Google up the Intel errata for the i7
The list goes on and on.
One of them contained a line related to having found a CPU bug and having put a workaround in place.
I am not entirely sure, but i think it may have been the F00F bug.
Among the challenges faced by the AMCC 3ware RAID HBAs were faulty motherboards.
"But PCI is a standard!" you quite reasonably protest.
Yes, and the US Constitution guarantees us many inalienable rights.
I assumed that these drives had the same controller chip and the same firmware base as the consumer samsung SSDs, but with higher quality nand and some firmware tweaks. It's very hard to find technical details about these enterprise drives on the internet (compared to the consumer drives).
I guess the smartctl command proves it, these enterprise samsung SSDs do not have queued trim enabled.
It would make sense for enterprise drives to be more conservative and lag on feature set. But it's very surprising that enterprise drives are corrupted by original un-queued trim, they're supposed to have more validation, and that's a very common feature.

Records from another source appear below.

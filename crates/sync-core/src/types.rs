//! Airtable field types and their creation options.
//!
//! This module defines `AirtableFieldType`, the fixed destination type taxonomy,
//! and `FieldSpec`, the `{type, options}` pair sent to Airtable's create-field
//! endpoint.

use serde::{Deserialize, Serialize};

/// Destination field type.
///
/// The set is closed: every field the mirror creates uses one of these types.
/// Serializes to the camelCase names used by the Airtable metadata API.
#[derive(Debug, Clone, Copy, PartialEq, Eq, Hash, Serialize, Deserialize)]
#[serde(rename_all = "camelCase")]
pub enum AirtableFieldType {
    /// Single line of text
    SingleLineText,
    /// Long text
    MultilineText,
    /// Email address
    Email,
    /// Phone number
    PhoneNumber,
    /// URL
    Url,
    /// One value from a closed choice list
    SingleSelect,
    /// Several values from a closed choice list
    MultipleSelects,
    /// Decimal or integer number
    Number,
    /// Currency amount
    Currency,
    /// Date only
    Date,
    /// Date and time
    DateTime,
}

impl AirtableFieldType {
    /// Name of the type as used on the wire.
    pub fn as_str(&self) -> &'static str {
        match self {
            Self::SingleLineText => "singleLineText",
            Self::MultilineText => "multilineText",
            Self::Email => "email",
            Self::PhoneNumber => "phoneNumber",
            Self::Url => "url",
            Self::SingleSelect => "singleSelect",
            Self::MultipleSelects => "multipleSelects",
            Self::Number => "number",
            Self::Currency => "currency",
            Self::Date => "date",
            Self::DateTime => "dateTime",
        }
    }

    /// Check if this type stores numeric values.
    pub fn is_numeric(&self) -> bool {
        matches!(self, Self::Number | Self::Currency)
    }

    /// Check if this type is backed by a closed choice list.
    pub fn is_select(&self) -> bool {
        matches!(self, Self::SingleSelect | Self::MultipleSelects)
    }
}

impl std::fmt::Display for AirtableFieldType {
    fn fmt(&self, f: &mut std::fmt::Formatter<'_>) -> std::fmt::Result {
        f.write_str(self.as_str())
    }
}

/// A single select choice.
#[derive(Debug, Clone, PartialEq, Eq, Serialize, Deserialize)]
pub struct Choice {
    pub name: String,
}

impl Choice {
    pub fn new(name: impl Into<String>) -> Self {
        Self { name: name.into() }
    }
}

/// Date format option (`{"name": "iso", "format": "YYYY-MM-DD"}`).
#[derive(Debug, Clone, PartialEq, Eq, Serialize, Deserialize)]
pub struct DateFormat {
    pub name: String,
    pub format: String,
}

impl DateFormat {
    pub fn iso() -> Self {
        Self {
            name: "iso".to_string(),
            format: "YYYY-MM-DD".to_string(),
        }
    }
}

/// Time format option (`{"name": "24hour", "format": "HH:mm"}`).
#[derive(Debug, Clone, PartialEq, Eq, Serialize, Deserialize)]
pub struct TimeFormat {
    pub name: String,
    pub format: String,
}

impl TimeFormat {
    pub fn twenty_four_hour() -> Self {
        Self {
            name: "24hour".to_string(),
            format: "HH:mm".to_string(),
        }
    }
}

/// Type-specific options attached to a field on creation.
///
/// Serialized untagged: each variant produces exactly the `options` object
/// Airtable expects for the matching field type.
#[derive(Debug, Clone, PartialEq, Eq, Serialize)]
#[serde(untagged)]
pub enum FieldOptions {
    /// `singleSelect` / `multipleSelects`
    Choices { choices: Vec<Choice> },

    /// `currency`
    Currency { precision: u8, symbol: String },

    /// `number`
    Number { precision: u8 },

    /// `date`
    Date {
        #[serde(rename = "dateFormat")]
        date_format: DateFormat,
    },

    /// `dateTime`
    DateTime {
        #[serde(rename = "dateFormat")]
        date_format: DateFormat,
        #[serde(rename = "timeFormat")]
        time_format: TimeFormat,
        #[serde(rename = "timeZone")]
        time_zone: String,
    },
}

/// Destination field specification: a type tag plus its options.
///
/// Produced by the type mapper, consumed by field creation.
#[derive(Debug, Clone, PartialEq, Eq, Serialize)]
pub struct FieldSpec {
    #[serde(rename = "type")]
    pub field_type: AirtableFieldType,

    #[serde(skip_serializing_if = "Option::is_none")]
    pub options: Option<FieldOptions>,
}

impl FieldSpec {
    /// A spec without options.
    pub fn plain(field_type: AirtableFieldType) -> Self {
        Self {
            field_type,
            options: None,
        }
    }

    /// The fallback spec used for unknown source types and undeclared fields.
    pub fn single_line_text() -> Self {
        Self::plain(AirtableFieldType::SingleLineText)
    }

    /// A `number` spec with the given precision.
    pub fn number(precision: u8) -> Self {
        Self {
            field_type: AirtableFieldType::Number,
            options: Some(FieldOptions::Number { precision }),
        }
    }

    /// A `currency` spec.
    pub fn currency(precision: u8, symbol: impl Into<String>) -> Self {
        Self {
            field_type: AirtableFieldType::Currency,
            options: Some(FieldOptions::Currency {
                precision,
                symbol: symbol.into(),
            }),
        }
    }

    /// An ISO `date` spec.
    pub fn date() -> Self {
        Self {
            field_type: AirtableFieldType::Date,
            options: Some(FieldOptions::Date {
                date_format: DateFormat::iso(),
            }),
        }
    }

    /// An ISO, 24-hour, UTC `dateTime` spec.
    pub fn date_time() -> Self {
        Self {
            field_type: AirtableFieldType::DateTime,
            options: Some(FieldOptions::DateTime {
                date_format: DateFormat::iso(),
                time_format: TimeFormat::twenty_four_hour(),
                time_zone: "utc".to_string(),
            }),
        }
    }

    /// A select spec (`singleSelect` or `multipleSelects`) with the given choices.
    pub fn select(field_type: AirtableFieldType, choices: Vec<Choice>) -> Self {
        Self {
            field_type,
            options: Some(FieldOptions::Choices { choices }),
        }
    }

    /// Choices carried by a select spec, empty for every other type.
    pub fn choices(&self) -> &[Choice] {
        match &self.options {
            Some(FieldOptions::Choices { choices }) => choices,
            _ => &[],
        }
    }
}

#[cfg(test)]
mod tests {
    use super::*;
    use pretty_assertions::assert_eq;
    use serde_json::json;

    #[test]
    fn test_type_names_match_wire_format() {
        let cases = [
            (AirtableFieldType::SingleLineText, "singleLineText"),
            (AirtableFieldType::MultilineText, "multilineText"),
            (AirtableFieldType::PhoneNumber, "phoneNumber"),
            (AirtableFieldType::MultipleSelects, "multipleSelects"),
            (AirtableFieldType::DateTime, "dateTime"),
            (AirtableFieldType::Url, "url"),
        ];
        for (ty, name) in cases {
            assert_eq!(serde_json::to_value(ty).unwrap(), json!(name));
            assert_eq!(ty.to_string(), name);
        }
    }

    #[test]
    fn test_type_categories() {
        assert!(AirtableFieldType::Number.is_numeric());
        assert!(AirtableFieldType::Currency.is_numeric());
        assert!(!AirtableFieldType::SingleLineText.is_numeric());

        assert!(AirtableFieldType::SingleSelect.is_select());
        assert!(AirtableFieldType::MultipleSelects.is_select());
        assert!(!AirtableFieldType::Date.is_select());
    }

    #[test]
    fn test_plain_spec_omits_options() {
        let spec = FieldSpec::single_line_text();
        assert_eq!(
            serde_json::to_value(&spec).unwrap(),
            json!({"type": "singleLineText"})
        );
    }

    #[test]
    fn test_currency_spec_body() {
        assert_eq!(
            serde_json::to_value(FieldSpec::currency(2, "$")).unwrap(),
            json!({"type": "currency", "options": {"precision": 2, "symbol": "$"}})
        );
    }

    #[test]
    fn test_date_time_spec_body() {
        assert_eq!(
            serde_json::to_value(FieldSpec::date_time()).unwrap(),
            json!({
                "type": "dateTime",
                "options": {
                    "dateFormat": {"name": "iso", "format": "YYYY-MM-DD"},
                    "timeFormat": {"name": "24hour", "format": "HH:mm"},
                    "timeZone": "utc"
                }
            })
        );
    }

    #[test]
    fn test_select_spec_body_and_choices() {
        let spec = FieldSpec::select(
            AirtableFieldType::SingleSelect,
            vec![Choice::new("Hot"), Choice::new("Cold")],
        );
        assert_eq!(
            serde_json::to_value(&spec).unwrap(),
            json!({"type": "singleSelect", "options": {"choices": [{"name": "Hot"}, {"name": "Cold"}]}})
        );
        assert_eq!(spec.choices().len(), 2);
        assert!(FieldSpec::date().choices().is_empty());
    }
}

The "blacklist" does not appear to have any constant to blacklist old-style trim, only NCQ_TRIM (and other odd stuff, most notably all NCQ usage).
This makes sense, because if some SSD advertised old-style trim but was corrupted by it, then it would be found and fixed sooner by these vendors, because Windows 7 would exhibit the corruption.
Please permit me to violate my NDA:
/* MacWrite needs this */
... in Mac OS System 7.5.2. I honestly don't know whether MacWrite still needed it but that code was there to work around a bug.
Linux 4.0.5 includes a patch that blacklists queued TRIM for the buggy drives. Windows and OS X apparently don't support queued TRIM at all, so they're unaffected.
Our affected drives did not match any pattern so they were implicitly allowed full operation.
See the list:
At a place I used to work at we had a reasonably large cluster of Windows boxes on Amazon. Randomly, Windows machines on Amazon would suddenly stop accepting new TCP connections.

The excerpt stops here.